> _To do_
Go through the records and show each line where the word "below" occurs.

> _Input records_
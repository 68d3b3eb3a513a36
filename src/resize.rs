//! Workspace capacity policy: power-of-two growth and shrink with
//! quarter-full hysteresis.
//!
//! Pure arithmetic, shared by the stack and the hash map. A limit only ever
//! moves to the next power of two up or down, so capacities stay cheap to
//! mask against and resize churn is bounded.

/// Minimum workspace capacity; shrinking never goes below this.
pub(crate) const MIN_ELEMS: usize = 4;

#[derive(Copy, Clone, Debug, Eq, PartialEq)]
pub(crate) enum ResizeOp {
    Grow,
    Shrink,
}

/// Next capacity for a workspace currently at `limit`: round up to a power
/// of two, then double or halve.
pub(crate) fn next_limit(limit: usize, op: ResizeOp) -> usize {
    let pow2 = limit.next_power_of_two();
    match op {
        ResizeOp::Grow => pow2 * 2,
        ResizeOp::Shrink => pow2 / 2,
    }
}

/// Shrink target after a removal, or `None` when the container should keep
/// its workspace.
///
/// Two conditions gate the shrink: the halved candidate must stay at or
/// above [`MIN_ELEMS`], and usage must be strictly below a quarter of the
/// current limit. The quarter-full rule leaves headroom so a shrink is not
/// immediately undone by the next insert.
pub(crate) fn shrink_target(elems_curr: usize, elems_limit: usize) -> Option<usize> {
    let candidate = next_limit(elems_limit, ResizeOp::Shrink);
    if candidate < MIN_ELEMS {
        return None;
    }
    if elems_curr < elems_limit / 4 {
        Some(candidate)
    } else {
        None
    }
}

#[cfg(test)]
mod tests {
    use super::*;

    #[test]
    fn grow_doubles_a_power_of_two() {
        assert_eq!(next_limit(4, ResizeOp::Grow), 8);
        assert_eq!(next_limit(8, ResizeOp::Grow), 16);
        assert_eq!(next_limit(1024, ResizeOp::Grow), 2048);
    }

    #[test]
    fn shrink_halves_a_power_of_two() {
        assert_eq!(next_limit(8, ResizeOp::Shrink), 4);
        assert_eq!(next_limit(4, ResizeOp::Shrink), 2);
        assert_eq!(next_limit(2048, ResizeOp::Shrink), 1024);
    }

    #[test]
    fn odd_limits_round_up_before_stepping() {
        assert_eq!(next_limit(5, ResizeOp::Grow), 16);
        assert_eq!(next_limit(5, ResizeOp::Shrink), 4);
        assert_eq!(next_limit(9, ResizeOp::Shrink), 8);
    }

    #[test]
    fn shrink_trigger_is_strictly_quarter_full() {
        // limit 16: quarter is 4; exactly 4 live elements must not shrink.
        assert_eq!(shrink_target(4, 16), None);
        assert_eq!(shrink_target(3, 16), Some(8));
        assert_eq!(shrink_target(0, 16), Some(8));
    }

    #[test]
    fn shrink_never_undershoots_the_minimum() {
        assert_eq!(shrink_target(0, MIN_ELEMS), None);
        assert_eq!(shrink_target(1, 8), Some(4));
        assert_eq!(shrink_target(0, 8), Some(4));
    }
}
// FixedStack property tests.
//
// Property 1: pure LIFO: N pushes then N pops reverse the sequence.
//
// Property 2: model equivalence under interleaved ops.
//  - Model: a plain Vec driven by the same push/pop/peek sequence.
//  - Invariants after every step: entries() matches the model length,
//    pop/peek agree with the model, capacity is a power of two, at least
//    the minimum (4), and never below the live element count.

use fixed_adts::FixedStack;
use proptest::prelude::*;

proptest! {
    #[test]
    fn prop_push_then_pop_reverses(values in proptest::collection::vec(any::<u64>(), 0..300)) {
        let mut s = FixedStack::new();
        for &v in &values {
            s.push(v).unwrap();
        }
        prop_assert_eq!(s.entries(), values.len());

        for &v in values.iter().rev() {
            prop_assert_eq!(s.pop(), Some(v));
        }
        prop_assert_eq!(s.pop(), None);
        prop_assert!(s.is_empty());
    }

    #[test]
    fn prop_interleaved_ops_match_vec_model(
        ops in proptest::collection::vec((0u8..=2u8, any::<i32>()), 1..400)
    ) {
        let mut s = FixedStack::new();
        let mut model: Vec<i32> = Vec::new();

        for (op, v) in ops {
            match op {
                0 => {
                    s.push(v).unwrap();
                    model.push(v);
                }
                1 => {
                    prop_assert_eq!(s.pop(), model.pop());
                }
                2 => {
                    match model.last() {
                        Some(top) => prop_assert_eq!(s.peek(), top),
                        None => prop_assert!(s.is_empty()),
                    }
                }
                _ => unreachable!(),
            }

            // Structural invariants hold after every step.
            prop_assert_eq!(s.entries(), model.len());
            prop_assert_eq!(s.is_empty(), model.is_empty());
            prop_assert!(s.capacity().is_power_of_two());
            prop_assert!(s.capacity() >= 4);
            prop_assert!(s.capacity() >= s.entries());
        }

        // Drain and compare the full remaining sequence.
        while let Some(expected) = model.pop() {
            prop_assert_eq!(s.pop(), Some(expected));
        }
        prop_assert!(s.is_empty());
    }
}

> _Answer to this exercise_
/// Minimum workspace capacity; shrinking never goes below this.
/// above [`MIN_ELEMS`], and usage must be strictly below a quarter of the
//    the minimum (4), and never below the live element count.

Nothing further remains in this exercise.